Trucker Protest ‘Not Necessarily an Unlawful Plan’

According to Mr. Grainger, many conspiracy or common unlawful design cases involve plans to commit murder or import harmful drugs where the plan in and of itself is “criminal in nature.” But he said a protest to convince the government to change its views and policies around COVID-19 vaccine mandates is “not necessarily an unlawful plan,” and also noted that there was no evidence that any Freedom Convoy organizers agreed to “pursue their ends by way of illegal activity.”
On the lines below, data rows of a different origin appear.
/// Opaque session tokens
///
/// A session token is handed to the client once, at login, and travels back in
/// the session cookie or an `Authorization: Bearer` header. The server only
/// stores its SHA-256 hash, so a leaked `sessions` table cannot be replayed.
///
/// # Token Format
///
/// Tokens follow the pattern `ghs_{43_chars}` (47 chars total)
/// - Prefix: "ghs_" (4 chars)
/// - Random part: 43 alphanumeric chars (base62: [A-Za-z0-9]), about 256 bits
///
/// # Example
///
/// ```
/// use gatehouse_shared::auth::session_token::{
///     generate_session_token, hash_session_token, validate_session_token_format,
/// };
///
/// let (token, hash) = generate_session_token();
/// assert!(token.starts_with("ghs_"));
/// assert!(validate_session_token_format(&token));
/// assert_eq!(hash_session_token(&token), hash);
/// ```

use rand::Rng;
use sha2::{Digest, Sha256};

/// Length of the random part of the token (characters)
const TOKEN_RANDOM_LENGTH: usize = 43;

/// Session token prefix
const TOKEN_PREFIX: &str = "ghs_";

/// Total length of a session token (prefix + random)
pub const SESSION_TOKEN_LENGTH: usize = TOKEN_PREFIX.len() + TOKEN_RANDOM_LENGTH;

/// Generates a new session token
///
/// # Returns
///
/// Tuple of (plaintext_token, sha256_hash)
pub fn generate_session_token() -> (String, String) {
    const CHARSET: &[u8] = b"ABCDEFGHIJKLMNOPQRSTUVWXYZabcdefghijklmnopqrstuvwxyz0123456789";
    let mut rng = rand::thread_rng();

    let random_part: String = (0..TOKEN_RANDOM_LENGTH)
        .map(|_| CHARSET[rng.gen_range(0..CHARSET.len())] as char)
        .collect();

    let token = format!("{}{}", TOKEN_PREFIX, random_part);
    let hash = hash_session_token(&token);

    (token, hash)
}

/// Hashes a session token using SHA-256
///
/// # Returns
///
/// Hex-encoded SHA-256 hash (64 characters)
pub fn hash_session_token(token: &str) -> String {
    hex::encode(Sha256::digest(token.as_bytes()))
}

/// Validates session token format
///
/// Checks the prefix, the total length and that the random part is ASCII
/// alphanumeric. Malformed tokens are treated as anonymous without a store
/// lookup.
pub fn validate_session_token_format(token: &str) -> bool {
    token.len() == SESSION_TOKEN_LENGTH
        && token.starts_with(TOKEN_PREFIX)
        && token[TOKEN_PREFIX.len()..]
            .bytes()
            .all(|b| b.is_ascii_alphanumeric())
}

#[cfg(test)]
mod tests {
    use super::*;

    #[test]
    fn test_generate_session_token() {
        let (token1, hash1) = generate_session_token();
        let (token2, hash2) = generate_session_token();

        assert!(token1.starts_with("ghs_"));
        assert_eq!(token1.len(), SESSION_TOKEN_LENGTH);

        assert_ne!(token1, token2);
        assert_ne!(hash1, hash2);

        assert_eq!(hash1.len(), 64);
        assert!(hash1.chars().all(|c| c.is_ascii_hexdigit()));
    }

    #[test]
    fn test_hash_is_deterministic() {
        let hash = hash_session_token("ghs_test");
        assert_eq!(hash, hash_session_token("ghs_test"));
        assert_ne!(hash, hash_session_token("ghs_other"));
    }

    #[test]
    fn test_validate_session_token_format() {
        let (token, _) = generate_session_token();
        assert!(validate_session_token_format(&token));

        // Wrong prefix
        assert!(!validate_session_token_format(&token.replacen("ghs_", "xyz_", 1)));

        // Too short
        assert!(!validate_session_token_format("ghs_short"));

        // Special characters
        let tampered = format!("ghs_{}!", &token[4..token.len() - 1]);
        assert!(!validate_session_token_format(&tampered));

        // Multi-byte input of the right byte length must not panic
        let unicode = format!("ghs_{}a", "é".repeat(21));
        assert!(!validate_session_token_format(&unicode));
    }
}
Mr. Grainger said that, with the Freedom Convoy, there was also “quite a bit of evidence” that protestors—including the organizers—went to “painstaking efforts to execute such a claim in peaceful, lawful and loving means.” The defence lawyer read out several transcripts of text messages and social media videos where Ms. Lich urged protestors to be peaceful and not commit any illegal acts.

“I just want to put it out there that nobody in this convoy will be inciting violence or uttering threats. That is not what we’re here to do,” Ms. Lich said in a transcript taken from one Facebook Live post early in the protest, which Mr. Grainger read to the court.

“If you see anybody trying to associate themselves with us that is acting in that way, you need to get their truck number and their license plate and report it to the police, or get it to us and we'll report it to the police. Violence and threats are not our mandate.”

Defence Lawyer Lawrence Greenspon told the judge that the defence would require a total of five trial days to make its argument.